This is, unfortunately, very true. Once a few people have decided there is a
problem there is often very little you can do about it, confirmation bias will
set in and external influences often err on the side of "caution" \- do not
contradict the current widespread opinion.

------
__david__
This reminds me a lot of the chapter in "Surely you're joking, Mr. Feynman"
where he enlists in the military and walks away with a 4f exemption.
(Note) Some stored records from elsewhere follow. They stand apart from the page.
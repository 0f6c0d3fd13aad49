use std::ffi::OsString;
use std::path::Path;
use std::process::ExitCode;

use clap::Parser;
use mods_report::export::generate_report;
use mods_report::{ReportError, Result};
use tracing_subscriber::EnvFilter;

fn main() -> ExitCode {
    let cli = Cli::parse();
    if let Err(error) = init_logging() {
        eprintln!("error: {error}");
        return ExitCode::FAILURE;
    }

    match generate_report(Path::new(&cli.instance_json)) {
        Ok(summary) => {
            println!("Excel report generated: {}", summary.output.display());
            ExitCode::SUCCESS
        }
        Err(ReportError::MissingInput(path)) => {
            println!("File not found: {}", path.display());
            ExitCode::FAILURE
        }
        Err(error) => {
            eprintln!("error: {error}");
            ExitCode::FAILURE
        }
    }
}

fn init_logging() -> Result<()> {
    let filter = EnvFilter::try_from_default_env().unwrap_or_else(|_| EnvFilter::new("warn"));
    tracing_subscriber::fmt()
        .with_env_filter(filter)
        .with_writer(std::io::stderr)
        .try_init()
        .map_err(|error| ReportError::Logging(error.to_string()))
}

#[derive(Parser)]
#[command(
    author,
    version,
    about = "Generate a Mods Excel report from an ATLauncher instance.json file."
)]
struct Cli {
    /// Path to instance.json. Taken as a raw OS string so an empty argument
    /// reaches the missing-file check instead of being rejected by the parser.
    #[arg(value_name = "INSTANCE_JSON")]
    instance_json: OsString,
}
Same
precision and honesty in his answers and the same misinterpretation by the
doctor.

You can find it online, the chapter is titled "Uncle Sam Doesn't Need You!"

------
executesorder66
> she would laugh at our jokes, use words like “trivial”, “modulo” and
> “orthogonal” in casual conversation, and even get their meaning right. She
> became, for all non-work purposes, a mathematician.

Is trivial not a word normal people use in conversation? Many people I know
who are not Mathematicians or even in the STEM fields use this word in casual
conversation. And even the ones that don't use it at least know what it means.

\-------

>“Is anyone else concerned about your child’s hearing?” I was about to check
“No” when Pink objected: “How would we know that no-one is? We can’t read
everyone’s minds.”

So it looks like the author can actually think in a way that is not 100%
logically correct. So answering “How could I be sure?” to “Are you absolutely
sure that you will not hurt yourself today?” is obviously a bad idea, and was
not a result of the author only being able to think and respond in a 100%
logical way. She totally brought this on herself.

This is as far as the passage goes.